▶ TASK TO COMPLETE
How do the lines below between the ones holding "an inventory item." and "The first violation", inclusive, read? Give them again exactly, with no other lines.

:: RECORDS FOR PROCESSING ::

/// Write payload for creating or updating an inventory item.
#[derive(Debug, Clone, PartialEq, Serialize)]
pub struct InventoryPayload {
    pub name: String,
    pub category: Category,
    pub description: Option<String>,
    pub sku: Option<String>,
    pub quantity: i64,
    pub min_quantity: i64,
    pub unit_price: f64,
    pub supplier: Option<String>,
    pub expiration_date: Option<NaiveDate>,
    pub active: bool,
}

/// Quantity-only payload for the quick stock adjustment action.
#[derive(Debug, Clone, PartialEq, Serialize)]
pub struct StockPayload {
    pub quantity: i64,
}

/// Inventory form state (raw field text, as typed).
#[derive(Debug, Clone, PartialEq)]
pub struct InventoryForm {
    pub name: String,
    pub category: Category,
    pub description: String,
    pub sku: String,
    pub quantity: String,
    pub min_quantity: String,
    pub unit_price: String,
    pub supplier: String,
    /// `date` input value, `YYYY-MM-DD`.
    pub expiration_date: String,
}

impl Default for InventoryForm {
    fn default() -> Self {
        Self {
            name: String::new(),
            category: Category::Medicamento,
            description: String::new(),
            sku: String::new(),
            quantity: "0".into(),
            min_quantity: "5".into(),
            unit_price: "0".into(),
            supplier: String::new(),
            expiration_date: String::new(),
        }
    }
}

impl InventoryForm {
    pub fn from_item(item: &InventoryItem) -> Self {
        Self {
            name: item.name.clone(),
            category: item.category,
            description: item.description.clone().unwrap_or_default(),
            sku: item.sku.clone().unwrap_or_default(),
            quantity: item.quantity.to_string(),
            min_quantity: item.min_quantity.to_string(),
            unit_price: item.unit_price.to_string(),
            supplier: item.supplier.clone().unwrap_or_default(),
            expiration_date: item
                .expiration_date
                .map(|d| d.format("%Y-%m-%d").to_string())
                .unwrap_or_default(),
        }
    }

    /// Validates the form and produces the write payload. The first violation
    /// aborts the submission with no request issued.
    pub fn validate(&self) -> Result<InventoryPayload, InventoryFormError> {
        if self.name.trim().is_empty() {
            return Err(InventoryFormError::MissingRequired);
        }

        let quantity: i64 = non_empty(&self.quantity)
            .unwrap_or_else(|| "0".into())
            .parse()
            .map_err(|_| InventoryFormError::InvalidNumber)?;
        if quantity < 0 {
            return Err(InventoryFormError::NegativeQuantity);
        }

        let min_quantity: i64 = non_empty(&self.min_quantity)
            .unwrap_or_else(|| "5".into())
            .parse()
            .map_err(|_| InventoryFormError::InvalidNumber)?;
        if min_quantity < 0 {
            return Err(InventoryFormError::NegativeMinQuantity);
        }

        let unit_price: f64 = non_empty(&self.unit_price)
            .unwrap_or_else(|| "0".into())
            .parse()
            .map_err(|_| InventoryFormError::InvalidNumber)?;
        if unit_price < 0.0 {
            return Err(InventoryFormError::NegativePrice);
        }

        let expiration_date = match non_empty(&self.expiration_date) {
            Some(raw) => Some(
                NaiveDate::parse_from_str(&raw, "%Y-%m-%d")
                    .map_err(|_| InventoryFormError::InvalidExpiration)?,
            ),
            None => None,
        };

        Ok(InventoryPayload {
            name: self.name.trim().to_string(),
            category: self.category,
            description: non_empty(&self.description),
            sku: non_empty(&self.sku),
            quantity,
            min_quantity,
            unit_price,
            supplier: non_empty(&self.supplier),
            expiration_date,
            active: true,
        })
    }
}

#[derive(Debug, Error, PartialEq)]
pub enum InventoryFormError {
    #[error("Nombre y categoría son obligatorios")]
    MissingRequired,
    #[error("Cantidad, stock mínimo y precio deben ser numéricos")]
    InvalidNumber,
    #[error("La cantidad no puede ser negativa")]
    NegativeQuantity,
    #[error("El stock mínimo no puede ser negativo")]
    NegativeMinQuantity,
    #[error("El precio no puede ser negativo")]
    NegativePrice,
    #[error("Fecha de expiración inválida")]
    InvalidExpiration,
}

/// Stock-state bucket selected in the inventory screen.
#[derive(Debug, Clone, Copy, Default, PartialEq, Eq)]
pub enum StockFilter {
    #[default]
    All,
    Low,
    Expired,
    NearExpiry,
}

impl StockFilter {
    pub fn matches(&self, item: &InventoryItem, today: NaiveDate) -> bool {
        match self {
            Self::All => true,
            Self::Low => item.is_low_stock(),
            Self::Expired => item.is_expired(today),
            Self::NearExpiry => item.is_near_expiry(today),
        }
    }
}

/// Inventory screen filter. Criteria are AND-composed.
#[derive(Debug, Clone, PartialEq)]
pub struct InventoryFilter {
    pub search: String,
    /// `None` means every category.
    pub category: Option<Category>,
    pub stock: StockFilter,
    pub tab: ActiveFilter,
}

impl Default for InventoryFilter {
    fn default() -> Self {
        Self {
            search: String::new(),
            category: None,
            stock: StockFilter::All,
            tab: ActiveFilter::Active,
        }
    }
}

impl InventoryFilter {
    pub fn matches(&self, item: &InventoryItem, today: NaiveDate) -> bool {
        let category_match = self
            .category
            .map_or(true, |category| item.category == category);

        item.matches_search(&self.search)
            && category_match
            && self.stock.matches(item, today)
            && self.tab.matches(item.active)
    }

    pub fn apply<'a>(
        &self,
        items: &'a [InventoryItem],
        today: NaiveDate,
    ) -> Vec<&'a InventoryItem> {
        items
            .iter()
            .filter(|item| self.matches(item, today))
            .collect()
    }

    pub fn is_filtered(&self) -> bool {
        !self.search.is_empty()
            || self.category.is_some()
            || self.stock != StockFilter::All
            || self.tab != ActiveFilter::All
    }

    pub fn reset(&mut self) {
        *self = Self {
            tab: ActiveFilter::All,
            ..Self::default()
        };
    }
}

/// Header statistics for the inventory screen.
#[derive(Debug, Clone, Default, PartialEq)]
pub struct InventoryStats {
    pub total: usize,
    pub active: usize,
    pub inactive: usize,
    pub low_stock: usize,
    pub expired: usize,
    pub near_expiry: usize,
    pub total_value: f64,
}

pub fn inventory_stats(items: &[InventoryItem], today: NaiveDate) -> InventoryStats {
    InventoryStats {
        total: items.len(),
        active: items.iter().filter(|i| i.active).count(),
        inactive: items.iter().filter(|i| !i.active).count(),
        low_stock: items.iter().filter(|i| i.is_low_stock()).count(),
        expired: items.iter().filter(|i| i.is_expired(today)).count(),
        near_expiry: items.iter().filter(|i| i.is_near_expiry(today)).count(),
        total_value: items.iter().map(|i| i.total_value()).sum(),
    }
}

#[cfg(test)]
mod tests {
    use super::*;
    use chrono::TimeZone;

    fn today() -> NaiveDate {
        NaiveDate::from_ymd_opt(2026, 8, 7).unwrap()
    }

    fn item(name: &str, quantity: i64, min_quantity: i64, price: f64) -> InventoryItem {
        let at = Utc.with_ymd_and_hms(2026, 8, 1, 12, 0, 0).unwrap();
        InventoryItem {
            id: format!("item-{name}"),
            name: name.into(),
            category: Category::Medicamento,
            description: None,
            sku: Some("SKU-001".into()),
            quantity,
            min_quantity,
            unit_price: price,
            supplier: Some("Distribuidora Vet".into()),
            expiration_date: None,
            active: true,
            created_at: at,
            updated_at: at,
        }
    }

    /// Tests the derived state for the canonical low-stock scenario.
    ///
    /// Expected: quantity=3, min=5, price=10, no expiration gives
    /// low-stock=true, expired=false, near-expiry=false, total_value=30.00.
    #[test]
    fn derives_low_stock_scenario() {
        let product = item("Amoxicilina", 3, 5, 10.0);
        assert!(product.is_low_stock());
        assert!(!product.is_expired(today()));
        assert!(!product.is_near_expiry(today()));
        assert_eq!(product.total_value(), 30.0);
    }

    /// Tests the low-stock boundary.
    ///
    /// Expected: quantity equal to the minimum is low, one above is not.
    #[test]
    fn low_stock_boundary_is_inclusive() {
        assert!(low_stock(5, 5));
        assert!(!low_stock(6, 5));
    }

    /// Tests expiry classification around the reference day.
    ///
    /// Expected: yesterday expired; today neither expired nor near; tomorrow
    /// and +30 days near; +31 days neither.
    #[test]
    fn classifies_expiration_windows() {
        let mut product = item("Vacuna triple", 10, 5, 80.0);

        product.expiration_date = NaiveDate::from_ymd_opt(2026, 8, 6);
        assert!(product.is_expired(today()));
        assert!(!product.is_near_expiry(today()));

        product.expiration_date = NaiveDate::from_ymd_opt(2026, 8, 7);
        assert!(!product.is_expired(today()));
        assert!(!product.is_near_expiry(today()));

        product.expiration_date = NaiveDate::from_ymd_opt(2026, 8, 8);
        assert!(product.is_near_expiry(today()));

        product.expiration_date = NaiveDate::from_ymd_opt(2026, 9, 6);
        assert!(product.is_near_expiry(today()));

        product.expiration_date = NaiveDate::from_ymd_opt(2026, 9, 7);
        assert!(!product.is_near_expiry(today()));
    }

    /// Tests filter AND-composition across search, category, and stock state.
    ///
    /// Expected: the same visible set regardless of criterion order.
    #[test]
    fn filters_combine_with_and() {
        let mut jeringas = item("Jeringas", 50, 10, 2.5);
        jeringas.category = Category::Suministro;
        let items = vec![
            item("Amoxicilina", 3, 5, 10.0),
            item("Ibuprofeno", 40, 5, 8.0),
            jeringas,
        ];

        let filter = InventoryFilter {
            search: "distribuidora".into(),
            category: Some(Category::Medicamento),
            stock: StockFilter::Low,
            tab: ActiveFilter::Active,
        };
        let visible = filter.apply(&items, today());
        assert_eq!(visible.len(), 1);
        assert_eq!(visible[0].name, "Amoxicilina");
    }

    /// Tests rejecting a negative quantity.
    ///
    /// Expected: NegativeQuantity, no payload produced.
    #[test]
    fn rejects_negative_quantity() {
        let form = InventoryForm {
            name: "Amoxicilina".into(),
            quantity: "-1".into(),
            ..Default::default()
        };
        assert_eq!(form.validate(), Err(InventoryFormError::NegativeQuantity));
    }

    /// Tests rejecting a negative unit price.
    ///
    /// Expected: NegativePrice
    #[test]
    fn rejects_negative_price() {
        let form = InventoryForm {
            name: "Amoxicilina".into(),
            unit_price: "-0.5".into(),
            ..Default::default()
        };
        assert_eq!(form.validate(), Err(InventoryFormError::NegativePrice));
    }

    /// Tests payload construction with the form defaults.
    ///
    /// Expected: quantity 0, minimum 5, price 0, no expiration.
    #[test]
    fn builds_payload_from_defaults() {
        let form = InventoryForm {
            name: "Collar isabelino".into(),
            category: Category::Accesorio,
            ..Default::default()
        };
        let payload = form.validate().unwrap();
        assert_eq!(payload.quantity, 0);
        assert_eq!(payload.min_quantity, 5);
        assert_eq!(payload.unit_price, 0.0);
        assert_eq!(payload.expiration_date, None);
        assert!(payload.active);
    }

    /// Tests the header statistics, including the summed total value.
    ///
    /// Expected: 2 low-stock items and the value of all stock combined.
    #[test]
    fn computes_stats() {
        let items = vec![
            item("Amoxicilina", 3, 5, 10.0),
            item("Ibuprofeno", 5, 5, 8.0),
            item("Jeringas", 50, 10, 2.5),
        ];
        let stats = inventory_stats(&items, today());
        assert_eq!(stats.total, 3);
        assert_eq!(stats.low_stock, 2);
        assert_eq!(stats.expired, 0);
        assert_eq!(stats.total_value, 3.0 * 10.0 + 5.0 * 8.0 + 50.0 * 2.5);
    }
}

:::
:: RECORDS FOR PROCESSING ::

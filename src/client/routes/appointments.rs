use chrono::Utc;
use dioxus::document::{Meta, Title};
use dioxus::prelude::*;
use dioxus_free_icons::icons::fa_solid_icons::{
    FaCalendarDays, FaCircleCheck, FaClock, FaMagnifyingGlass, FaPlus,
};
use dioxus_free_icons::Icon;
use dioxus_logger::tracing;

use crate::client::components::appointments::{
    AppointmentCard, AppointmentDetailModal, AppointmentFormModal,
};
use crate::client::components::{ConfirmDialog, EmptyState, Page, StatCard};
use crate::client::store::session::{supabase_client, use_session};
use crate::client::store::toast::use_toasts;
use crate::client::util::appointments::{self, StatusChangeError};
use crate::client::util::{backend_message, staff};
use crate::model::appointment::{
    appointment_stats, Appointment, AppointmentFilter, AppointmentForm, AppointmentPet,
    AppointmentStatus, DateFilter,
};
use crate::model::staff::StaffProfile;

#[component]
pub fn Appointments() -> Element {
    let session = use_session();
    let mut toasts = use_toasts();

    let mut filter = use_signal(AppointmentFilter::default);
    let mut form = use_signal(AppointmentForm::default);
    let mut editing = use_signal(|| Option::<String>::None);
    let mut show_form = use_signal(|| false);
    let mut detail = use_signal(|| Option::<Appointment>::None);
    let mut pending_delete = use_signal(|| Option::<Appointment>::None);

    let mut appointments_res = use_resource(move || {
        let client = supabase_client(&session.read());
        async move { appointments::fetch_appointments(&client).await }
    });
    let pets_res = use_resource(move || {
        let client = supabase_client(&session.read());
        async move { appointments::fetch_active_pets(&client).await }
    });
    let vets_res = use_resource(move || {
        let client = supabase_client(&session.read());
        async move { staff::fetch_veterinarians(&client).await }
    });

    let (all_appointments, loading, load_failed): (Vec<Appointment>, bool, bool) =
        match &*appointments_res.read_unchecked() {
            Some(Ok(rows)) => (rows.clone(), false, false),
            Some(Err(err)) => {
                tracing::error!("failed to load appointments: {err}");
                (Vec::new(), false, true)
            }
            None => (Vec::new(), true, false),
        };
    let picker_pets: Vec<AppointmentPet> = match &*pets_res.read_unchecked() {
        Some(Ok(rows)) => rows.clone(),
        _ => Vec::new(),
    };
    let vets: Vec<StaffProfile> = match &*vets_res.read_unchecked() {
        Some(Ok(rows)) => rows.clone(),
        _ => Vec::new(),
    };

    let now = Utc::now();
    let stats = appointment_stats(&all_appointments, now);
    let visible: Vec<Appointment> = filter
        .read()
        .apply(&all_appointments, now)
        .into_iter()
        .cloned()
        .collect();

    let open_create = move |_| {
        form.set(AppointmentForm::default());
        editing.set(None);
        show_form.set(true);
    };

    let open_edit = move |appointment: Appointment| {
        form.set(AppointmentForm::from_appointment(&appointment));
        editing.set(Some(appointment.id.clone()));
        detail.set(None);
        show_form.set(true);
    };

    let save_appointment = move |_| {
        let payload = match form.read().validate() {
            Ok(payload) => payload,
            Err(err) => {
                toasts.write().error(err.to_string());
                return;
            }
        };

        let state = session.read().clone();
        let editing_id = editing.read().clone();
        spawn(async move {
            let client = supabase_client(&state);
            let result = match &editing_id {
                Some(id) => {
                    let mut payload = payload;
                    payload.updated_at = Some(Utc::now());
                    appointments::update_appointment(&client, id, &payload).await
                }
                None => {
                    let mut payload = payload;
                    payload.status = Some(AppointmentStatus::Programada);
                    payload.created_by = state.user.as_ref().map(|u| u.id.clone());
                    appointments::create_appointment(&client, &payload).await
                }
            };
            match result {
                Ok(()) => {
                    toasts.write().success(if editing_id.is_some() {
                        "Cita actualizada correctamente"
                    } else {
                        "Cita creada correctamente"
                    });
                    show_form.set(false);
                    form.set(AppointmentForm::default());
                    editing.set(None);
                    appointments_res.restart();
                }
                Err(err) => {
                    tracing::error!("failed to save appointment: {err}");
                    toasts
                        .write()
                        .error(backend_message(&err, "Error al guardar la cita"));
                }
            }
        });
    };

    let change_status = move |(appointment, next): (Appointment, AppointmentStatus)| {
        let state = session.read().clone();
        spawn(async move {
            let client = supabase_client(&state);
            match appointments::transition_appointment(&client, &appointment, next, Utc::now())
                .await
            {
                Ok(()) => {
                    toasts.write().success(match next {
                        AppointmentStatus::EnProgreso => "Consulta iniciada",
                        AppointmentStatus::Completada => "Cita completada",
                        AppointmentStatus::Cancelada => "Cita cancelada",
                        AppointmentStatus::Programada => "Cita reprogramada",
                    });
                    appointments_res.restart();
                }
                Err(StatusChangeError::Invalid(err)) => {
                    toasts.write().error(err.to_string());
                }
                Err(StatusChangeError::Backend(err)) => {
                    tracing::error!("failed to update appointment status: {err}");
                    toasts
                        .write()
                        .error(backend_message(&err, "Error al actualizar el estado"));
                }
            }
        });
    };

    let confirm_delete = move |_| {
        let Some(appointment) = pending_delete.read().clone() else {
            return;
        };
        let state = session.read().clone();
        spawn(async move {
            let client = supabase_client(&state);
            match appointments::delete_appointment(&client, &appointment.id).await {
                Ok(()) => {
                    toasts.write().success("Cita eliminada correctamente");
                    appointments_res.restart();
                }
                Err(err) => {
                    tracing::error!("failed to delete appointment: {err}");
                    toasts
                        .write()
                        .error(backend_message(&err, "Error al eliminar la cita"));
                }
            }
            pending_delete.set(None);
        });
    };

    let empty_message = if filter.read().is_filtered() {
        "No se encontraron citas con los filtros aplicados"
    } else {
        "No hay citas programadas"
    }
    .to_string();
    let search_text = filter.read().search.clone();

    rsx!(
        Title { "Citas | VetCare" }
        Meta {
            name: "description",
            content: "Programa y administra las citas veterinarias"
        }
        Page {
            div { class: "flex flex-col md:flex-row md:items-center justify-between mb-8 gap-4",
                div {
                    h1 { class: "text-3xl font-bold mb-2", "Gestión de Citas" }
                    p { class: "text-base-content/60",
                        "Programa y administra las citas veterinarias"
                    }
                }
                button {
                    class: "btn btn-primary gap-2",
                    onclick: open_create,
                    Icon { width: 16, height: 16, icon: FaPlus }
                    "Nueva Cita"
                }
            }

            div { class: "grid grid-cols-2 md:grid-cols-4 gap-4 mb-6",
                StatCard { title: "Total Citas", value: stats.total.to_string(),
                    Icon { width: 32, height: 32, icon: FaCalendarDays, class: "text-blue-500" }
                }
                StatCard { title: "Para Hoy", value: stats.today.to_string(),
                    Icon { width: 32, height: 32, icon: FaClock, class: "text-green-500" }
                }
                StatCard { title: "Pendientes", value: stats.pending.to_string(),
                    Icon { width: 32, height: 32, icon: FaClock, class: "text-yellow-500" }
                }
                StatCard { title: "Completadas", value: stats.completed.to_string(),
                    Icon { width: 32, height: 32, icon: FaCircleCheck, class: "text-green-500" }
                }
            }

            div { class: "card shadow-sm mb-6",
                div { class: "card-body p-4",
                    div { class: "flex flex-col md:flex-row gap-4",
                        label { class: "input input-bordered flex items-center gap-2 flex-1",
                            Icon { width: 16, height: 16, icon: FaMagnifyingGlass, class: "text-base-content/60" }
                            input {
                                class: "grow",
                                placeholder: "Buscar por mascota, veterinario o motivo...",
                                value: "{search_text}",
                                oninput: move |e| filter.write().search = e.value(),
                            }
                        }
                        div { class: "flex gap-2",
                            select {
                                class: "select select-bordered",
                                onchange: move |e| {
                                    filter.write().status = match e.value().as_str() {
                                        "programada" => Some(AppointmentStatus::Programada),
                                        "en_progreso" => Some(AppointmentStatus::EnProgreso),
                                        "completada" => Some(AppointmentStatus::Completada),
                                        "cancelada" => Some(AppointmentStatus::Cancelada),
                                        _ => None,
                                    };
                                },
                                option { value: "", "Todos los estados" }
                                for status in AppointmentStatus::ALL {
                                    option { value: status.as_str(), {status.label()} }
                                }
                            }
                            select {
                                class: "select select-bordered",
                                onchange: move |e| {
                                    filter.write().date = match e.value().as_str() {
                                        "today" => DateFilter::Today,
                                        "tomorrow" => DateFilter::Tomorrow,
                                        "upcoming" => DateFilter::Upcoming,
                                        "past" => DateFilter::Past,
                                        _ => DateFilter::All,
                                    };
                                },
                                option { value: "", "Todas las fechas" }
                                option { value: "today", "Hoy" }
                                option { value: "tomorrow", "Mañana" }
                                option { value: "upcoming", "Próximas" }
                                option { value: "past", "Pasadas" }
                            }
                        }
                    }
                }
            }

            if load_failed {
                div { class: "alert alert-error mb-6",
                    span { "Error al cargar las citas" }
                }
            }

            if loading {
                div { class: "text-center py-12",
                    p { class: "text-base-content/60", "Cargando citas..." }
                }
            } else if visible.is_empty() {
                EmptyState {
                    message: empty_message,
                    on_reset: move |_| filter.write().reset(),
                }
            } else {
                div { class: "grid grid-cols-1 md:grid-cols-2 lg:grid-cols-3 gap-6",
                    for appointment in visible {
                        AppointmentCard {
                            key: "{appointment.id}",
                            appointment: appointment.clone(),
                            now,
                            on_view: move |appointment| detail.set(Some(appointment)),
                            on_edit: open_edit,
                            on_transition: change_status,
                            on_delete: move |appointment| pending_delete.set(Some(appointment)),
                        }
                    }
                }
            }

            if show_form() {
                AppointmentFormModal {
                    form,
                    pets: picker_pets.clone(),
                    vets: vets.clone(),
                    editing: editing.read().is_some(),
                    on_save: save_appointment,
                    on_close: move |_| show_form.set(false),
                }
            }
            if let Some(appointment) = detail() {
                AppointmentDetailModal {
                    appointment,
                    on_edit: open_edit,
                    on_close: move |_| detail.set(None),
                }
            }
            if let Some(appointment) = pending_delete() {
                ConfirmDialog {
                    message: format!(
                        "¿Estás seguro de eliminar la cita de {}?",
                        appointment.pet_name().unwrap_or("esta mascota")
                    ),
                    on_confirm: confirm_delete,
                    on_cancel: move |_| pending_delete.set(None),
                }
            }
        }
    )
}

:::
:: RECORDS FOR PROCESSING ::

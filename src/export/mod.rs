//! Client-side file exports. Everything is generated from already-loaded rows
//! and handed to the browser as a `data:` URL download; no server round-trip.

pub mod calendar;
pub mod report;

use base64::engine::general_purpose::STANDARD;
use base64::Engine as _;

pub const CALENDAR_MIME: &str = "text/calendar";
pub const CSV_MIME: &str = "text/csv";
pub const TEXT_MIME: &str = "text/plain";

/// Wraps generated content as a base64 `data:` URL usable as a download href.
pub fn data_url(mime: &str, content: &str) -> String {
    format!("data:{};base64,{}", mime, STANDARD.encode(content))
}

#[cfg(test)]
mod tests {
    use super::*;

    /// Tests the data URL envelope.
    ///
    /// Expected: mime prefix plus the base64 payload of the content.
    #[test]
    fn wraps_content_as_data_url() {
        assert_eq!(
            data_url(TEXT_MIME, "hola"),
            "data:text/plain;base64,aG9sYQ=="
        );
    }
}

:::

▶ ANSWER BOX
/// Write payload for creating or updating an inventory item.
#[derive(Debug, Clone, PartialEq, Serialize)]
pub struct InventoryPayload {
    pub name: String,
    pub category: Category,
    pub description: Option<String>,
    pub sku: Option<String>,
    pub quantity: i64,
    pub min_quantity: i64,
    pub unit_price: f64,
    pub supplier: Option<String>,
    pub expiration_date: Option<NaiveDate>,
    pub active: bool,
}

/// Quantity-only payload for the quick stock adjustment action.
#[derive(Debug, Clone, PartialEq, Serialize)]
pub struct StockPayload {
    pub quantity: i64,
}

/// Inventory form state (raw field text, as typed).
#[derive(Debug, Clone, PartialEq)]
pub struct InventoryForm {
    pub name: String,
    pub category: Category,
    pub description: String,
    pub sku: String,
    pub quantity: String,
    pub min_quantity: String,
    pub unit_price: String,
    pub supplier: String,
    /// `date` input value, `YYYY-MM-DD`.
    pub expiration_date: String,
}

impl Default for InventoryForm {
    fn default() -> Self {
        Self {
            name: String::new(),
            category: Category::Medicamento,
            description: String::new(),
            sku: String::new(),
            quantity: "0".into(),
            min_quantity: "5".into(),
            unit_price: "0".into(),
            supplier: String::new(),
            expiration_date: String::new(),
        }
    }
}

impl InventoryForm {
    pub fn from_item(item: &InventoryItem) -> Self {
        Self {
            name: item.name.clone(),
            category: item.category,
            description: item.description.clone().unwrap_or_default(),
            sku: item.sku.clone().unwrap_or_default(),
            quantity: item.quantity.to_string(),
            min_quantity: item.min_quantity.to_string(),
            unit_price: item.unit_price.to_string(),
            supplier: item.supplier.clone().unwrap_or_default(),
            expiration_date: item
                .expiration_date
                .map(|d| d.format("%Y-%m-%d").to_string())
                .unwrap_or_default(),
        }
    }

    /// Validates the form and produces the write payload. The first violation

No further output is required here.